Similar ordinances have passed in Seattle and elsewhere, and California is one state that has implemented these principles into its state laws. Ordinances at the municipal level — like the S.A.F.E. Housing Tenant Protections Ordinance that the City of St. Paul is considering — represent a moral statement that residents are to be treated humanely, regardless of economic class.
That being said, to describe a tenants’ bill of rights as merely an ordinance scripted for moral reasons would miss some of the long-term global benefits that make this ordinance a necessary element of our city’s future. Although it is not immediately apparent, protecting renters creates a city that can be more environmentally sustainable. Regardless of whether you rent or own, making policy that protects our environment ensures that all of us can live in a future where our current actions will not guarantee our future extinction.
Making a just and fair world where renters are treated humanely is essential to building a green society that helps mitigate climate change.
Here are three reasons why:
- A lot of academics much smarter than me have addressed the concept of “climate refugees.” Simply put, as the globe heats up, it makes the areas around the equator too hot for human habitation. This forces those who formerly lived around the equator to move, causing political conflict as folks migrate to places farther from the equator. Our American crisis at the southern border is caused in part by our changing climate, as former farmers are forced from Central America to the United States when their land becomes untenable (and untillable).
- But when we talk about tenants’ rights, we are not talking about federal borders in Texas. We are talking about a different scale when we discuss renters’ rights within a city. This invariably begs the question: Is there a connection between treating tenants humanely and municipal green policy? The short answer is, “Yes.” Preventing displacement helps prevent low-income families from burning additional carbon in their day-to-day lives.

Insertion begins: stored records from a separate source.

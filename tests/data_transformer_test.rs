mod common;

use common::*;
use integration_stream::constants::{error_codes, locations};
use integration_stream::models::ResultType;
use integration_stream::orchestration::{
    AbortKind, FailureOutcome, InvocationOutcome, SkipReason,
};
use integration_stream::state_machine::{DataUnitState, RunState, StreamState};
use serde_json::json;

#[tokio::test]
async fn test_results_are_published_to_the_sink() {
    let world = TestWorld::new();
    world.register(
        ScriptedProcessor::new()
            .on_data(vec![
                Step::PublishActivity(activity("msg-1")),
                Step::PublishCustom(
                    json!({"handle": "ada", "followers": 12}),
                    ResultType::Custom("profile".to_string()),
                ),
            ])
            .shared(),
    );
    let stream = world.seed_stream("root", 0);
    let unit = world.seed_data_unit(&stream, 0);

    let outcome = world.transformer().process_data(unit.id).await.unwrap();

    assert_eq!(outcome, InvocationOutcome::Processed);
    assert_eq!(world.current_data(unit.id).state, DataUnitState::Processed);

    let results = world.store.results();
    assert_eq!(results.len(), 2);
    assert_eq!(results[0].result_type, ResultType::Activity);
    assert_eq!(results[0].data["sourceId"], "msg-1");
    assert!(results.iter().all(|r| r.onboarding && r.data_id == unit.id));

    let ready = world.emitter.results_ready();
    assert_eq!(ready.len(), 2);
    assert_eq!(ready[0].1, "msg-1");
    assert_eq!(ready[1].1, results[1].id.to_string());

    assert!(world.emitter.run_stream_finished().is_empty());
}

#[tokio::test]
async fn test_abort_run_leaves_unit_pending() {
    let world = TestWorld::new();
    world.register(
        ScriptedProcessor::new()
            .on_data(vec![Step::AbortRun("bad credentials".to_string())])
            .shared(),
    );
    let stream = world.seed_stream("root", 0);
    let unit = world.seed_data_unit(&stream, 0);

    let outcome = world.transformer().process_data(unit.id).await.unwrap();

    assert_eq!(outcome, InvocationOutcome::Aborted(AbortKind::Run));
    let run = world.current_run();
    assert_eq!(run.state, RunState::Error);
    assert_eq!(run.error.unwrap()["location"], locations::DATA_RUN_ABORT);

    let unit = world.current_data(unit.id);
    assert_eq!(unit.state, DataUnitState::Pending);
    assert!(unit.error.is_none());
}

#[tokio::test]
async fn test_abort_marks_only_the_unit() {
    let world = TestWorld::new();
    world.register(
        ScriptedProcessor::new()
            .on_data(vec![Step::Abort("Unparseable payload".to_string())])
            .shared(),
    );
    let stream = world.seed_stream("root", 0);
    let unit = world.seed_data_unit(&stream, 0);

    let outcome = world.transformer().process_data(unit.id).await.unwrap();

    assert_eq!(outcome, InvocationOutcome::Aborted(AbortKind::Unit));
    let unit = world.current_data(unit.id);
    assert_eq!(unit.state, DataUnitState::Error);
    assert_eq!(unit.error.unwrap()["location"], locations::DATA_ABORT);
    assert_eq!(world.current_run().state, RunState::Processing);
}

#[tokio::test]
async fn test_failed_unit_is_retried_with_backoff() {
    let world = TestWorld::new();
    world.register(
        ScriptedProcessor::new()
            .on_data(vec![Step::Fail("unexpected payload shape".to_string())])
            .shared(),
    );
    let stream = world.seed_stream("root", 0);
    let unit = world.seed_data_unit(&stream, 0);

    let outcome = world.transformer().process_data(unit.id).await.unwrap();

    assert!(matches!(
        outcome,
        InvocationOutcome::Failed(FailureOutcome::RetryScheduled { retries: 1, .. })
    ));
    let unit = world.current_data(unit.id);
    assert_eq!(unit.state, DataUnitState::Delayed);
    assert_eq!(unit.retries, 1);
    assert_about_from_now(unit.delayed_until, 900, 10);
    assert_eq!(unit.error.unwrap()["location"], locations::DATA_PROCESS);
    assert_eq!(world.current_run().state, RunState::Processing);
}

#[tokio::test]
async fn test_exhausted_unit_does_not_stop_run() {
    let world = TestWorld::new();
    world.register(
        ScriptedProcessor::new()
            .on_data(vec![Step::Fail("still broken".to_string())])
            .shared(),
    );
    let stream = world.seed_stream("root", 0);
    let unit = world.seed_data_unit(&stream, 5);

    let outcome = world.transformer().process_data(unit.id).await.unwrap();

    assert_eq!(
        outcome,
        InvocationOutcome::Failed(FailureOutcome::RetriesExhausted {
            retries: 6,
            run_stopped: false
        })
    );
    assert_eq!(world.current_data(unit.id).state, DataUnitState::Error);
    assert_eq!(world.current_run().state, RunState::Processing);
}

#[tokio::test]
async fn test_rate_limited_unit_pauses_run() {
    let world = TestWorld::new();
    world.register(
        ScriptedProcessor::new()
            .on_data(vec![Step::RateLimit(60)])
            .shared(),
    );
    let stream = world.seed_stream("root", 0);
    let unit = world.seed_data_unit(&stream, 2);

    world.transformer().process_data(unit.id).await.unwrap();

    let unit = world.current_data(unit.id);
    assert_eq!(unit.state, DataUnitState::Pending);
    assert_eq!(unit.retries, 2);
    let run = world.current_run();
    assert_eq!(run.state, RunState::Delayed);
    assert_about_from_now(run.delayed_until, 60, 5);
}

#[tokio::test]
async fn test_data_stage_can_request_streams() {
    let world = TestWorld::new();
    world.register(
        ScriptedProcessor::new()
            .on_data(vec![Step::PublishStream(
                "thread-77".to_string(),
                Some(json!({"threadId": 77})),
            )])
            .shared(),
    );
    let stream = world.seed_stream("root", 0);
    let unit = world.seed_data_unit(&stream, 0);

    world.transformer().process_data(unit.id).await.unwrap();

    let child = world
        .store
        .streams()
        .into_iter()
        .find(|s| s.identifier == "thread-77")
        .unwrap();
    assert_eq!(child.parent_id, Some(stream.id));
    assert_eq!(child.scope, world.run_scope());
    assert_eq!(child.state, StreamState::Pending);
    assert_eq!(world.emitter.stream_ready(), vec![child.id]);
}

#[tokio::test]
async fn test_stopped_run_skips_data() {
    let world = TestWorld::new();
    let processor = ScriptedProcessor::new().shared();
    world.register(processor.clone());
    world.set_run_state(RunState::Error);
    let stream = world.seed_stream("root", 0);
    let unit = world.seed_data_unit(&stream, 0);

    let outcome = world.transformer().process_data(unit.id).await.unwrap();

    assert_eq!(outcome, InvocationOutcome::Skipped(SkipReason::RunStopped));
    assert_eq!(processor.data_calls(), 0);
}

#[tokio::test]
async fn test_processed_unit_is_consumed_once() {
    let world = TestWorld::new();
    let processor = ScriptedProcessor::new()
        .on_data(vec![Step::PublishActivity(activity("msg-1"))])
        .shared();
    world.register(processor.clone());
    let stream = world.seed_stream("root", 0);
    let unit = world.seed_data_unit(&stream, 0);
    let transformer = world.transformer();

    transformer.process_data(unit.id).await.unwrap();
    let second = transformer.process_data(unit.id).await.unwrap();

    assert_eq!(
        second,
        InvocationOutcome::Skipped(SkipReason::NotPending("processed".to_string()))
    );
    assert_eq!(processor.data_calls(), 1);
    assert_eq!(world.store.results().len(), 1);
}

#[tokio::test]
async fn test_missing_processor_fails_the_unit() {
    let world = TestWorld::new();
    let stream = world.seed_stream("root", 0);
    let unit = world.seed_data_unit(&stream, 0);

    let outcome = world.transformer().process_data(unit.id).await.unwrap();

    assert_eq!(outcome, InvocationOutcome::Failed(FailureOutcome::UnitFailed));
    let unit = world.current_data(unit.id);
    assert_eq!(unit.state, DataUnitState::Error);
    let error = unit.error.unwrap();
    assert_eq!(error["location"], locations::CHECK_DATA_PROCESSOR);
    assert_eq!(error["errorCode"], error_codes::NO_PROCESSOR);
}

#[tokio::test]
async fn test_sink_failure_is_a_run_level_error() {
    let world = TestWorld::new();
    world.register(
        ScriptedProcessor::new()
            .on_data(vec![Step::PublishActivity(activity("msg-1"))])
            .shared(),
    );
    world.emitter.set_failing(true);
    let stream = world.seed_stream("root", 0);
    let unit = world.seed_data_unit(&stream, 0);

    let outcome = world.transformer().process_data(unit.id).await.unwrap();

    assert_eq!(outcome, InvocationOutcome::Failed(FailureOutcome::UnitFailed));
    let run = world.current_run();
    assert_eq!(run.state, RunState::Error);
    assert_eq!(run.error.unwrap()["location"], locations::PUBLISH_RESULT);
    assert_eq!(world.current_data(unit.id).state, DataUnitState::Error);
}

#[tokio::test]
async fn test_rate_limited_unit_is_re_emitted_when_run_continues() {
    let world = TestWorld::new();
    let processor = ScriptedProcessor::new()
        .on_data(vec![Step::RateLimit(1)])
        .shared();
    world.register(processor.clone());
    let stream = world.seed_stream_in_state("root", StreamState::Processed, None, chrono::Utc::now());
    let unit = world.seed_data_unit(&stream, 0);

    world.transformer().process_data(unit.id).await.unwrap();
    assert_eq!(world.current_data(unit.id).state, DataUnitState::Pending);
    assert_eq!(world.current_run().state, RunState::Delayed);

    // The run owner resumes the run once the pause is over
    world.set_run_state(RunState::Processing);
    world.emitter.clear();
    let emitted = world
        .maintenance()
        .continue_processing_run_streams(world.run.id)
        .await
        .unwrap();

    assert_eq!(emitted, 1);
    assert_eq!(world.emitter.data_ready(), vec![unit.id]);
}

#[tokio::test]
async fn test_unit_skipped_while_run_delayed_is_re_emitted() {
    let world = TestWorld::new();
    let processor = ScriptedProcessor::new()
        .on_data(vec![Step::PublishActivity(activity("msg-1"))])
        .shared();
    world.register(processor.clone());
    let stream = world.seed_stream_in_state("root", StreamState::Processed, None, chrono::Utc::now());
    let unit = world.seed_data_unit(&stream, 0);
    world.set_run_state(RunState::Delayed);

    let outcome = world.transformer().process_data(unit.id).await.unwrap();
    assert_eq!(outcome, InvocationOutcome::Skipped(SkipReason::RunDelayed));

    world.set_run_state(RunState::Processing);
    world
        .maintenance()
        .continue_processing_run_streams(world.run.id)
        .await
        .unwrap();
    assert_eq!(world.emitter.data_ready(), vec![unit.id]);

    let outcome = world.transformer().process_data(unit.id).await.unwrap();
    assert_eq!(outcome, InvocationOutcome::Processed);
    assert_eq!(processor.data_calls(), 1);
    assert_eq!(world.store.results().len(), 1);
}

#[tokio::test]
async fn test_concurrent_deliveries_process_unit_once() {
    let world = TestWorld::new();
    let processor = ScriptedProcessor::new()
        .on_data(vec![
            Step::WaitForRelease,
            Step::PublishActivity(activity("msg-1")),
        ])
        .shared();
    world.register(processor.clone());
    let stream = world.seed_stream("root", 0);
    let unit = world.seed_data_unit(&stream, 0);
    let first = world.transformer();
    let second = world.transformer();

    // The redelivery arrives while the first delivery is inside the processor
    let redelivery = async {
        processor.wait_until_invoked().await;
        let outcome = second.process_data(unit.id).await;
        processor.release();
        outcome
    };
    let (a, b) = tokio::join!(first.process_data(unit.id), redelivery);

    assert_eq!(a.unwrap(), InvocationOutcome::Processed);
    assert_eq!(
        b.unwrap(),
        InvocationOutcome::Skipped(SkipReason::NotPending("processing".to_string()))
    );
    assert_eq!(processor.data_calls(), 1);
    assert_eq!(world.store.results().len(), 1);
    assert_eq!(world.current_data(unit.id).state, DataUnitState::Processed);
}

#[tokio::test]
async fn test_claim_failure_leaves_unit_pending() {
    let world = TestWorld::new();
    let processor = ScriptedProcessor::new().shared();
    world.register(processor.clone());
    let stream = world.seed_stream("root", 0);
    let unit = world.seed_data_unit(&stream, 0);
    world.store.fail_operation("claim_data");

    let result = world.transformer().process_data(unit.id).await;

    assert!(result.is_err());
    assert_eq!(processor.data_calls(), 0);
    assert_eq!(world.current_data(unit.id).state, DataUnitState::Pending);
}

- Ensuring that low-income families are not displaced without a just reason is a fundamental element of a tenants’ ordinance. Curbing displacement also has the benefit of assuring that low-income families are not forced to burn more carbon.
It’s simple. When a family who has lived in St. Paul is displaced, they are usually forced to move out of St. Paul and into cheaper suburbs farther from job centers. This concept is called spacial mismatch, and paired with the reality that low-income folks often drive cars like my old Dodge Shadow (MPG 18), my old Buick LeSabre (MPG 14) or my old Oldsmobile 88 (MPG 16), it forces poor people to drive long distances in cars that create high emissions.
Dan Rinzler of the California Housing Partnership says it more succinctly than I can:
“The important point is that the greatest greenhouse gas reductions come from housing that is affordable to low-income families and individuals.”
It is, therefore, in our best interest as both renters and landlords to facilitate a world in which people are not displaced without good and transparent reason. Forcing those most likely to rent into a situation where they are forced into burning high levels of carbon is not only an injustice, but it systematically increases our carbon footprint and leads to further climate change.
As an artist, I think this idea intrinsically makes sense: Fair access to clean air, uncontaminated water and healthful food just seems to jibe with fair access to a housing unit in which one would breathe air, drink water and cook food. It is really only in governmental policy that we allow ourselves to silo these ideas into “renters’ rights” and “environmental issues.”
Let’s rectify that. A place to live named an “apartment” is philosophically the same as a place to live called “our environment.” I would encourage those who consider themselves “environmentalists” to support tenants’ rights and those who consider themselves “housing advocates” to support the environment. We are, as humans, closer than the trappings that our legal and political systems use to describe our inherent humanity. Remember that and support tenant justice with the same passion and intensity that you support issues of the environment.